** Opening Data supplied block **

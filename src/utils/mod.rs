pub mod fare;
pub mod password;
pub mod time;
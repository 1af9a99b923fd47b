use sea_orm::entity::prelude::*;
use serde::{Deserialize, Serialize};

#[derive(Clone, Debug, PartialEq, DeriveEntityModel, Serialize, Deserialize)]
#[sea_orm(table_name = "ticket")]
pub struct Model {
    #[sea_orm(primary_key, auto_increment = false)]
    pub id: String,
    pub user_id: String,
    pub vehicle_license_number: String,
    pub parking_spot_id: String,
    pub parking_lot_id: String,
    pub issue_timestamp: i64,
    pub end_timestamp: i64,
    pub amount_paid: f64,
    pub level: i32,
    pub spot_ordinal_number: Option<i32>,
    pub code: String,
}

#[derive(Copy, Clone, Debug, EnumIter, DeriveRelation)]
pub enum Relation {}

impl ActiveModelBehavior for ActiveModel {}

** Closing Data supplied block **

Starting at the line that contains "#[derive(Copy, Clone, Debug, EnumIter, DeriveRelation)]", quote each remaining line of the entries above, unchanged.

#[derive(Copy, Clone, Debug, EnumIter, DeriveRelation)]
pub enum Relation {}

impl ActiveModelBehavior for ActiveModel {}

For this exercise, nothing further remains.